By the way, Akhmatova was afraid to live in this house - she constantly felt someone's invisible presence in it ("Tell me, what lived in this house besides us?"), And it seemed to her that under someone's "heavy steps the steps of the dark staircase groaned, as if plaintively begging for mercy.

This fear seemed to be a harbinger of future historical dramas. On a December night in 1916, in the Alexander Park, in the place where the maid of honor of the Empress Anna Vyrubova was building the church of St. Seraphim of Sarov, the "secret priest" of the royal family, Grigory Rasputin, was buried.

In March 1917, in his beloved Alexander Palace, Emperor Nicholas and his family were taken into custody. “Open the gates to the former tsar”, this is how the guard officer met the royal family. Soon the parks and palaces were nationalized, the royal property was confiscated. The electronic reading room of the Presidential Library contains a set of postcards "The Last House of the Last Emperor of Russia", which features rare photographs and the interior of the rooms of the Alexander Palace, shows the things of the family of Nicholas II associated with the last period of his life.

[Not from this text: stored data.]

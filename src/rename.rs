//! Bulk renaming of the entries of a single directory.
//!
//! Renames are planned first and applied only when the whole plan is free of
//! collisions, so a bad prefix never leaves a directory half-renamed.

use crate::error::{Error, Result};
use globset::{Glob, GlobSet, GlobSetBuilder};
use std::{
    collections::HashSet,
    fs,
    path::{Path, PathBuf},
};
use tracing::{debug, info};

/// A renaming operation applied to each matching file name.
#[derive(Debug, Clone, PartialEq, Eq)]
pub enum RenameOp {
    /// Prepends text to the file name.
    AddPrefix(String),
    /// Inserts text between the file stem and its extension.
    AddSuffix(String),
    /// Strips text from the start of the file name; non-matching names are
    /// skipped.
    RemovePrefix(String),
    /// Strips text from the end of the file stem; non-matching names are
    /// skipped.
    RemoveSuffix(String),
}

impl RenameOp {
    /// Applies the operation to a file name, returning `None` when the name
    /// does not match (and so should be left alone).
    fn apply(&self, name: &str) -> Option<String> {
        match self {
            Self::AddPrefix(text) => Some(format!("{text}{name}")),
            Self::AddSuffix(text) => {
                let (stem, ext) = split_name(name);
                Some(format!("{stem}{text}{ext}"))
            }
            Self::RemovePrefix(text) => name.strip_prefix(text.as_str()).map(str::to_string),
            Self::RemoveSuffix(text) => {
                let (stem, ext) = split_name(name);
                stem.strip_suffix(text.as_str())
                    .map(|stripped| format!("{stripped}{ext}"))
            }
        }
    }
}

/// Splits a file name into stem and extension (extension keeps its dot).
/// Dotfiles like `.gitignore` count as all-stem.
fn split_name(name: &str) -> (&str, &str) {
    match name.rfind('.') {
        Some(0) | None => (name, ""),
        Some(idx) => name.split_at(idx),
    }
}

/// Options for a bulk rename run.
#[derive(Debug, Clone)]
pub struct RenameOptions {
    /// Directory whose direct entries are renamed
    pub directory: PathBuf,

    /// Operation applied to each matching name
    pub op: RenameOp,

    /// Optional glob restricting which entries are touched (e.g. `*.jpg`)
    pub pattern: Option<String>,

    /// Plan without touching the filesystem
    pub dry_run: bool,
}

impl RenameOptions {
    /// Validates the options.
    ///
    /// # Errors
    ///
    /// Returns an error if the directory does not exist, the operation text
    /// is empty, or the glob pattern is invalid.
    pub fn validate(&self) -> Result<()> {
        if !self.directory.is_dir() {
            return Err(Error::config(format!(
                "not a directory: {}",
                self.directory.display()
            )));
        }

        let text = match &self.op {
            RenameOp::AddPrefix(t)
            | RenameOp::AddSuffix(t)
            | RenameOp::RemovePrefix(t)
            | RenameOp::RemoveSuffix(t) => t,
        };
        if text.is_empty() {
            return Err(Error::config("rename text must not be empty"));
        }
        if text.contains('/') || text.contains('\\') {
            return Err(Error::config("rename text must not contain path separators"));
        }

        if let Some(pattern) = &self.pattern {
            Glob::new(pattern)
                .map_err(|e| Error::config(format!("Invalid glob pattern '{pattern}': {e}")))?;
        }

        Ok(())
    }

    fn build_matcher(&self) -> Result<Option<GlobSet>> {
        let Some(pattern) = &self.pattern else {
            return Ok(None);
        };
        let glob = Glob::new(pattern)
            .map_err(|e| Error::config(format!("Invalid glob pattern '{pattern}': {e}")))?;
        let mut builder = GlobSetBuilder::new();
        builder.add(glob);
        let set = builder
            .build()
            .map_err(|e| Error::config(format!("Failed to build glob set: {e}")))?;
        Ok(Some(set))
    }
}

/// One planned or applied rename.
#[derive(Debug, Clone, PartialEq, Eq)]
pub struct RenameEntry {
    /// Original file name
    pub from: String,
    /// New file name
    pub to: String,
}

/// Plans the renames for a directory without applying them.
///
/// The returned entries are sorted by original name for deterministic output.
///
/// # Errors
///
/// Returns an error if the directory cannot be read, or if any planned
/// target collides with an existing entry or another planned target.
pub fn plan(options: &RenameOptions) -> Result<Vec<RenameEntry>> {
    options.validate()?;
    let matcher = options.build_matcher()?;

    let mut existing = HashSet::new();
    let mut names = Vec::new();
    for entry in fs::read_dir(&options.directory).map_err(|e| Error::io(&options.directory, e))? {
        let entry = entry.map_err(|e| Error::io(&options.directory, e))?;
        let name = entry.file_name().to_string_lossy().to_string();
        let is_file = entry
            .file_type()
            .map_err(|e| Error::io(entry.path(), e))?
            .is_file();
        existing.insert(name.clone());
        if is_file {
            names.push(name);
        }
    }
    names.sort();

    let mut entries = Vec::new();
    for name in names {
        if let Some(matcher) = &matcher {
            if !matcher.is_match(Path::new(&name)) {
                debug!("Skipping {name} (pattern mismatch)");
                continue;
            }
        }

        let Some(new_name) = options.op.apply(&name) else {
            continue;
        };
        if new_name == name || new_name.is_empty() {
            continue;
        }

        entries.push(RenameEntry {
            from: name,
            to: new_name,
        });
    }

    // Reject the whole plan on any collision, before anything moved. A
    // target that is itself due for renaming still counts: applying in name
    // order would clobber it first.
    let mut planned_targets = HashSet::new();
    for entry in &entries {
        if existing.contains(&entry.to) || !planned_targets.insert(entry.to.clone()) {
            return Err(Error::RenameCollision {
                from: entry.from.clone(),
                to: entry.to.clone(),
            });
        }
    }

    Ok(entries)
}

/// Plans and applies the renames, honoring dry-run mode.
///
/// # Errors
///
/// Returns an error if planning fails or any rename syscall fails.
pub fn run(options: &RenameOptions) -> Result<Vec<RenameEntry>> {
    let entries = plan(options)?;

    if options.dry_run {
        for entry in &entries {
            info!("[dry-run] Would rename: {} -> {}", entry.from, entry.to);
        }
        return Ok(entries);
    }

    for entry in &entries {
        let from = options.directory.join(&entry.from);
        let to = options.directory.join(&entry.to);
        fs::rename(&from, &to).map_err(|e| Error::io(&from, e))?;
        info!("Renamed: {} -> {}", entry.from, entry.to);
    }

    Ok(entries)
}

#[cfg(test)]
mod tests {
    use super::*;
    use assert_fs::prelude::*;

    fn options(dir: &Path, op: RenameOp) -> RenameOptions {
        RenameOptions {
            directory: dir.to_path_buf(),
            op,
            pattern: None,
            dry_run: false,
        }
    }

    #[test]
    fn test_split_name() {
        assert_eq!(split_name("photo.jpg"), ("photo", ".jpg"));
        assert_eq!(split_name("archive.tar.gz"), ("archive.tar", ".gz"));
        assert_eq!(split_name("README"), ("README", ""));
        assert_eq!(split_name(".gitignore"), (".gitignore", ""));
    }

    #[test]
    fn test_add_prefix() {
        let temp = assert_fs::TempDir::new().unwrap();
        temp.child("a.txt").touch().unwrap();
        temp.child("b.txt").touch().unwrap();

        let renamed = run(&options(temp.path(), RenameOp::AddPrefix("new_".into()))).unwrap();

        assert_eq!(renamed.len(), 2);
        assert!(temp.child("new_a.txt").exists());
        assert!(temp.child("new_b.txt").exists());
        assert!(!temp.child("a.txt").exists());
    }

    #[test]
    fn test_add_suffix_before_extension() {
        let temp = assert_fs::TempDir::new().unwrap();
        temp.child("photo.jpg").touch().unwrap();

        run(&options(temp.path(), RenameOp::AddSuffix("_v2".into()))).unwrap();

        assert!(temp.child("photo_v2.jpg").exists());
    }

    #[test]
    fn test_remove_prefix_skips_nonmatching() {
        let temp = assert_fs::TempDir::new().unwrap();
        temp.child("IMG_001.jpg").touch().unwrap();
        temp.child("other.jpg").touch().unwrap();

        let renamed = run(&options(temp.path(), RenameOp::RemovePrefix("IMG_".into()))).unwrap();

        assert_eq!(renamed.len(), 1);
        assert!(temp.child("001.jpg").exists());
        assert!(temp.child("other.jpg").exists());
    }

    #[test]
    fn test_remove_suffix_keeps_extension() {
        let temp = assert_fs::TempDir::new().unwrap();
        temp.child("report_draft.txt").touch().unwrap();

        run(&options(temp.path(), RenameOp::RemoveSuffix("_draft".into()))).unwrap();

        assert!(temp.child("report.txt").exists());
    }

    #[test]
    fn test_pattern_filter() {
        let temp = assert_fs::TempDir::new().unwrap();
        temp.child("a.jpg").touch().unwrap();
        temp.child("b.txt").touch().unwrap();

        let mut opts = options(temp.path(), RenameOp::AddPrefix("x_".into()));
        opts.pattern = Some("*.jpg".into());
        let renamed = run(&opts).unwrap();

        assert_eq!(renamed.len(), 1);
        assert!(temp.child("x_a.jpg").exists());
        assert!(temp.child("b.txt").exists());
    }

    #[test]
    fn test_collision_aborts_whole_plan() {
        let temp = assert_fs::TempDir::new().unwrap();
        temp.child("a.txt").touch().unwrap();
        temp.child("new_a.txt").touch().unwrap();

        let result = run(&options(temp.path(), RenameOp::AddPrefix("new_".into())));

        assert!(matches!(result, Err(Error::RenameCollision { .. })));
        // Nothing moved.
        assert!(temp.child("a.txt").exists());
    }

    #[test]
    fn test_chained_target_counts_as_collision() {
        // a.txt -> aa.txt while aa.txt itself is due for renaming: applying
        // in name order would clobber it, so the plan is rejected.
        let temp = assert_fs::TempDir::new().unwrap();
        temp.child("a.txt").touch().unwrap();
        temp.child("aa.txt").touch().unwrap();

        let result = plan(&options(temp.path(), RenameOp::AddPrefix("a".into())));
        assert!(matches!(result, Err(Error::RenameCollision { .. })));
    }

    #[test]
    fn test_dry_run_touches_nothing() {
        let temp = assert_fs::TempDir::new().unwrap();
        temp.child("a.txt").touch().unwrap();

        let mut opts = options(temp.path(), RenameOp::AddPrefix("x_".into()));
        opts.dry_run = true;
        let renamed = run(&opts).unwrap();

        assert_eq!(renamed.len(), 1);
        assert!(temp.child("a.txt").exists());
        assert!(!temp.child("x_a.txt").exists());
    }

    #[test]
    fn test_directories_are_left_alone() {
        let temp = assert_fs::TempDir::new().unwrap();
        temp.child("subdir").create_dir_all().unwrap();
        temp.child("file.txt").touch().unwrap();

        let renamed = run(&options(temp.path(), RenameOp::AddPrefix("x_".into()))).unwrap();

        assert_eq!(renamed.len(), 1);
        assert!(temp.child("subdir").exists());
    }

    #[test]
    fn test_empty_text_rejected() {
        let temp = assert_fs::TempDir::new().unwrap();
        let result = run(&options(temp.path(), RenameOp::AddPrefix(String::new())));
        assert!(result.is_err());
    }
}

Since 1918, Tsarskoye Selo became known as Detskoye Selo. In 1937, in connection with the 100th anniversary of the death of Alexander Pushkin, the city was renamed Pushkin. However, space has the ability to invisibly store the experience of the past. It is this experience that is the "safety certificate" of the history of the state. “How long has Catherine’s glory thundered here, / And was the Russian state the first?” asked the poet Alexander Voeikov (1779–1839) two hundred years ago. “Now we do not sigh either about the time of Peter the Great, or about the happy days of Catherine the Great”, - the poet continues, hoping that the real glory of Tsarskoye Selo - the “house of the Gods” - will be brought by the “new” time, not yet fully explored.